Visipics and finding similar images and dupicates with ImageMagick

Questions and postings pertaining to the usage of ImageMagick regardless of the interface. This includes the command-line utilities, as well as the C and C++ APIs. Usage questions are like "How do I use ImageMagick to create drop shadows?".
buchert
Posts: 36
Joined: 2015-02-13T11:15:29-07:00
Authentication code: 6789

Visipics and finding similar images and dupicates with ImageMagick

Post by buchert »

I'm a Linux user and I like to work from the command line. But I still use the Windows program VisiPics with Wine to find similar images. It gets better results than the Linux program findimagedupes, and it's better than any other Windows program I've tried.

I checked the installation folder for VisiPics and found that it uses ImageMagick: http://pastebin.com/NxP5KDMC

So I'd like to stop using Visipics and just use ImageMagick, but I don't know the commands the VisiPics developer used. He stopped developing it in 2004.
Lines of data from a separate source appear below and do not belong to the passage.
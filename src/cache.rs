use std::collections::VecDeque;
use std::rc::Rc;

use crate::block::RangeBlock;
use crate::error::Result;
use crate::loader::RangeLoader;
use crate::sidecar::RecordEntry;

/// Default number of symbols fetched per block
pub const DEFAULT_BLOCK_SIZE: usize = 4096;
/// Default bound on resident blocks per provider
pub const DEFAULT_MAX_BLOCKS: usize = 5;

/// A bounded cache of [`RangeBlock`]s keyed by raw coordinate range
///
/// On a miss the cache invokes its injected [`RangeLoader`] for a block-sized,
/// block-aligned region and admits the result. Admission is bounded: once
/// `max_blocks` blocks are resident, the oldest-admitted block is evicted
/// first (FIFO). Resident ranges are pairwise disjoint because loads are
/// always aligned to `block_size` and a region is never admitted twice.
///
/// Cache-owned blocks are never mutated after insertion; eviction never
/// touches edit overlays, which live in the
/// [`EditOverlayStore`](crate::EditOverlayStore).
pub struct BlockCache {
    /// Number of symbols requested per load
    block_size: usize,

    /// Bound on resident blocks
    max_blocks: usize,

    /// Resident blocks in admission order (front = oldest)
    blocks: VecDeque<RangeBlock>,

    /// Source of raw symbol data
    loader: Rc<dyn RangeLoader>,
}

impl BlockCache {
    #[must_use]
    pub fn new(loader: Rc<dyn RangeLoader>) -> Self {
        Self {
            block_size: DEFAULT_BLOCK_SIZE,
            max_blocks: DEFAULT_MAX_BLOCKS,
            blocks: VecDeque::new(),
            loader,
        }
    }

    /// Number of symbols fetched per block
    #[must_use]
    pub fn block_size(&self) -> usize {
        self.block_size
    }

    /// Sets the block size for future loads.
    ///
    /// Takes effect for blocks admitted after the call; intended to be tuned
    /// before the first access.
    pub fn set_block_size(&mut self, block_size: usize) {
        self.block_size = block_size.max(1);
    }

    /// Bound on resident blocks
    #[must_use]
    pub fn max_blocks(&self) -> usize {
        self.max_blocks
    }

    pub fn set_max_blocks(&mut self, max_blocks: usize) {
        self.max_blocks = max_blocks.max(1);
    }

    /// Number of currently resident blocks
    #[must_use]
    pub fn n_resident(&self) -> usize {
        self.blocks.len()
    }

    /// Returns the block containing the raw `position`, loading it on a miss.
    ///
    /// `Ok(None)` signals end-of-data: the loader had nothing for the aligned
    /// region, or the region's block ends before `position`. Callers treat
    /// that as an out-of-range sentinel, not an error.
    pub fn get(&mut self, position: u64, entry: &RecordEntry) -> Result<Option<&RangeBlock>> {
        if let Some(found) = self.blocks.iter().position(|b| b.contains(position)) {
            return Ok(Some(&self.blocks[found]));
        }

        let aligned = position - position % self.block_size as u64;

        // A resident block already starts at this alignment but does not
        // contain the position, so the position is past the source tail.
        if self.blocks.iter().any(|b| b.start() == aligned) {
            return Ok(None);
        }

        let Some(data) = self.loader.load_range(aligned, self.block_size, entry)? else {
            return Ok(None);
        };
        if data.is_empty() {
            return Ok(None);
        }

        if self.blocks.len() >= self.max_blocks {
            self.blocks.pop_front();
        }
        let block = RangeBlock::new(aligned, data);
        let satisfied = block.contains(position);
        self.blocks.push_back(block);

        if satisfied {
            Ok(self.blocks.back())
        } else {
            Ok(None)
        }
    }
}
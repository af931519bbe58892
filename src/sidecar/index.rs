use std::fs::File;
use std::io::{BufReader, BufWriter, Read, Write};
use std::path::Path;

use byteorder::{ByteOrder, LittleEndian, ReadBytesExt, WriteBytesExt};
use zstd::{Decoder, Encoder};

use crate::alphabet::Alphabet;
use crate::error::{IndexError, Result};

/// Size of `IndexHeader` in bytes
pub const SIZE_INDEX_HEADER: usize = 32;
/// Magic number to designate a sidecar index (SEQSIDEC)
#[allow(clippy::unreadable_literal)]
pub const INDEX_MAGIC: u64 = 0x4345444953514553;
/// Conventional file extension for sidecar indexes
pub const INDEX_EXTENSION: &str = "vsx";
/// Reserved header bytes
const INDEX_RESERVATION: [u8; SIZE_INDEX_HEADER - 16] = [42; SIZE_INDEX_HEADER - 16];

/// Positional descriptor of one record within a flat sequence file
///
/// A `RecordEntry` is what the sidecar index stores per record: the byte
/// range the record's symbols occupy in the source file (`byte_end`
/// exclusive), the alphabet its symbols belong to, and the record's
/// identifier. Resolving an entry is all a
/// [`SequenceCollection`](crate::sidecar::SequenceCollection) needs to build
/// a provider for the record without scanning the file.
#[derive(Debug, Clone, PartialEq, Eq)]
pub struct RecordEntry {
    /// Byte offset of the record's first symbol in the source file
    pub byte_start: u64,

    /// Byte offset one past the record's last symbol
    pub byte_end: u64,

    /// Alphabet the record's symbols belong to
    pub alphabet: Alphabet,

    /// Record identifier (e.g. the FASTA header id)
    id: String,
}

impl RecordEntry {
    #[must_use]
    pub fn new(byte_start: u64, byte_end: u64, alphabet: Alphabet, id: &str) -> Self {
        Self {
            byte_start,
            byte_end,
            alphabet,
            id: id.to_string(),
        }
    }

    /// The record identifier
    #[must_use]
    pub fn id(&self) -> &str {
        &self.id
    }

    /// Number of symbols the record occupies in the source
    #[must_use]
    pub fn symbols(&self) -> u64 {
        self.byte_end.saturating_sub(self.byte_start)
    }

    /// Serializes the entry to the provided writer.
    ///
    /// Layout: `byte_start` (u64 LE), `byte_end` (u64 LE), alphabet code
    /// (u8), id length (u16 LE), id bytes.
    pub fn write_bytes<W: Write>(&self, writer: &mut W) -> Result<()> {
        writer.write_u64::<LittleEndian>(self.byte_start)?;
        writer.write_u64::<LittleEndian>(self.byte_end)?;
        writer.write_u8(self.alphabet.code())?;
        writer.write_u16::<LittleEndian>(self.id.len() as u16)?;
        writer.write_all(self.id.as_bytes())?;
        Ok(())
    }

    /// Deserializes an entry from the provided reader.
    pub fn from_reader<R: Read>(reader: &mut R) -> Result<Self> {
        let byte_start = reader.read_u64::<LittleEndian>()?;
        let byte_end = reader.read_u64::<LittleEndian>()?;
        let code = reader.read_u8()?;
        let Some(alphabet) = Alphabet::from_code(code) else {
            return Err(IndexError::UnknownAlphabet(code).into());
        };
        let id_len = reader.read_u16::<LittleEndian>()? as usize;
        let mut id_bytes = vec![0u8; id_len];
        reader.read_exact(&mut id_bytes)?;
        let id = std::str::from_utf8(&id_bytes)?.to_string();
        Ok(Self {
            byte_start,
            byte_end,
            alphabet,
            id,
        })
    }
}

/// Header of a serialized sidecar index file
///
/// Fixed 32 bytes: a magic number identifying the format and the size of the
/// indexed source file, which lets loading verify that a sidecar matches the
/// file it claims to index.
#[derive(Debug, Clone, Copy)]
pub struct IndexHeader {
    /// Magic number designating the sidecar format ("SEQSIDEC" in ASCII)
    magic: u64,

    /// Total size of the indexed source file in bytes
    bytes: u64,

    /// Reserved bytes for future extensions
    reserved: [u8; SIZE_INDEX_HEADER - 16],
}

impl IndexHeader {
    #[must_use]
    pub fn new(bytes: u64) -> Self {
        Self {
            magic: INDEX_MAGIC,
            bytes,
            reserved: INDEX_RESERVATION,
        }
    }

    /// Reads and validates a header from the provided reader.
    pub fn from_reader<R: Read>(reader: &mut R) -> Result<Self> {
        let mut buffer = [0; SIZE_INDEX_HEADER];
        reader.read_exact(&mut buffer)?;
        let magic = LittleEndian::read_u64(&buffer[0..8]);
        let bytes = LittleEndian::read_u64(&buffer[8..16]);
        let Ok(reserved) = buffer[16..SIZE_INDEX_HEADER].try_into() else {
            return Err(IndexError::InvalidReservedBytes.into());
        };
        if magic != INDEX_MAGIC {
            return Err(IndexError::InvalidMagicNumber(magic).into());
        }
        Ok(Self {
            magic,
            bytes,
            reserved,
        })
    }

    /// Serializes the header to the provided writer.
    pub fn write_bytes<W: Write>(&self, writer: &mut W) -> Result<()> {
        let mut buffer = [0; SIZE_INDEX_HEADER];
        LittleEndian::write_u64(&mut buffer[0..8], self.magic);
        LittleEndian::write_u64(&mut buffer[8..16], self.bytes);
        buffer[16..].copy_from_slice(&self.reserved);
        writer.write_all(&buffer)?;
        Ok(())
    }

    /// Size of the indexed source file in bytes
    #[must_use]
    pub fn source_bytes(&self) -> u64 {
        self.bytes
    }
}

/// Prebuilt positional index over the records of a flat sequence file
///
/// A `SidecarIndex` maps record number to byte range and metadata, enabling
/// random access into multi-record files without rescanning them. Building
/// the index is the job of a format-specific parser; this type holds the
/// entries and owns the persisted form: a 32-byte header followed by a
/// zstd-compressed section of serialized [`RecordEntry`]s.
///
/// # Examples
///
/// ```rust,no_run
/// use virtseq::{Alphabet, RecordEntry, SidecarIndex};
///
/// let mut index = SidecarIndex::new(2048);
/// index.push(RecordEntry::new(0, 1024, Alphabet::Dna, "chr1"));
/// index.push(RecordEntry::new(1024, 2048, Alphabet::Dna, "chr2"));
/// index.save_to_path("genome.seq.vsx").unwrap();
/// ```
#[derive(Debug, Clone, Default)]
pub struct SidecarIndex {
    /// Size of the indexed source file in bytes
    source_bytes: u64,

    /// Record entries in file order
    entries: Vec<RecordEntry>,
}

impl SidecarIndex {
    /// Creates an empty index for a source file of the given size.
    #[must_use]
    pub fn new(source_bytes: u64) -> Self {
        Self {
            source_bytes,
            entries: Vec::default(),
        }
    }

    /// Appends a record entry. Entries are expected in file order.
    pub fn push(&mut self, entry: RecordEntry) {
        self.entries.push(entry);
    }

    /// Number of records in the index
    #[must_use]
    pub fn n_records(&self) -> usize {
        self.entries.len()
    }

    /// The entry for `record`, or an out-of-range error.
    pub fn entry(&self, record: usize) -> Result<&RecordEntry> {
        self.entries
            .get(record)
            .ok_or_else(|| IndexError::OutOfRange(record, self.entries.len()).into())
    }

    /// A view of all entries in file order
    #[must_use]
    pub fn entries(&self) -> &[RecordEntry] {
        &self.entries
    }

    /// Size of the indexed source file in bytes
    #[must_use]
    pub fn source_bytes(&self) -> u64 {
        self.source_bytes
    }

    /// Saves the index: header, then the zstd-compressed entry section.
    pub fn save_to_path<P: AsRef<Path>>(&self, path: P) -> Result<()> {
        let mut writer = File::create(path).map(BufWriter::new)?;
        IndexHeader::new(self.source_bytes).write_bytes(&mut writer)?;
        let mut writer = Encoder::new(writer, 3)?.auto_finish();
        for entry in &self.entries {
            entry.write_bytes(&mut writer)?;
        }
        writer.flush()?;
        Ok(())
    }

    /// Loads an index from a sidecar path, validating it against the source.
    ///
    /// The sidecar must carry the `.vsx` suffix appended to the source file's
    /// own name (`genome.seq` → `genome.seq.vsx`); the source must still
    /// exist and match the size recorded when the sidecar was written.
    pub fn from_path<P: AsRef<Path>>(path: P) -> Result<Self> {
        let sidecar = path.as_ref();
        let display = sidecar.to_string_lossy().to_string();
        let Some(upstream) = display.strip_suffix(&format!(".{INDEX_EXTENSION}")) else {
            return Err(IndexError::MissingUpstreamFile(display).into());
        };
        let source_size = std::fs::metadata(upstream)?.len();

        let mut reader = File::open(sidecar).map(BufReader::new)?;
        let header = IndexHeader::from_reader(&mut reader)?;
        if header.source_bytes() != source_size {
            return Err(IndexError::ByteSizeMismatch(source_size, header.source_bytes()).into());
        }

        let buffer = {
            let mut buffer = Vec::new();
            let mut decoder = Decoder::new(reader)?;
            decoder.read_to_end(&mut buffer)?;
            buffer
        };

        let mut index = Self::new(header.source_bytes());
        let mut cursor = &buffer[..];
        while !cursor.is_empty() {
            index.push(RecordEntry::from_reader(&mut cursor)?);
        }
        Ok(index)
    }
}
There's a million programs to find dupicate images, but I like Visipics because it find similar images. I'd like a command that can search through a folder of hundreds of jpgs and give me a text output of similar images. Even better would be if the command could find the similar images and duplicates and move them to a subdirectory of the working directory, placing them next to each other through a naming scheme.

I don't know if this is a tall order, but thought I'd ask.
User avatar
fmw42
Posts: 25562
Joined: 2007-07-02T17:14:51-07:00
Authentication code: 1152
Location: Sunnyvale, California, USA

Re: Visipics and finding similar images and dupicates with ImageMagick

Post by fmw42 »

Imagemagick has a compare function for determining how different or the same two images are. See

http://www.imagemagick.org/script/compare.php
http://www.imagemagick.org/Usage/compare/

One of the methods is a perceptual hash. See
viewtopic.php?f=4&t=24906

Sorry, I am not a Windows user and know nothing about Visipics or how it uses Imagemagick.
Bonzo
Posts: 2971
Joined: 2006-05-20T08:08:19-07:00
Location: Cambridge, England

Re: Visipics and finding similar images and dupicates with ImageMagick

Post by Bonzo »

The VisiPics developer mentions algorithms which I presume he wrote and will probably not be built into Imagemagick. For a start you can compare different size images and I believe Imagemagick can not do that.
snibgo
Posts: 12159
Joined: 2010-01-23T23:01:33-07:00
Authentication code: 1151
Location: England, UK

Re: Visipics and finding similar images and dupicates with ImageMagick

Post by snibgo »

Given that one image may be a copy of another, but slightly rotated and cropped and scaled and adjusted for colour and tone, with a pretty border added, there is no simple algorithm that will test this situation.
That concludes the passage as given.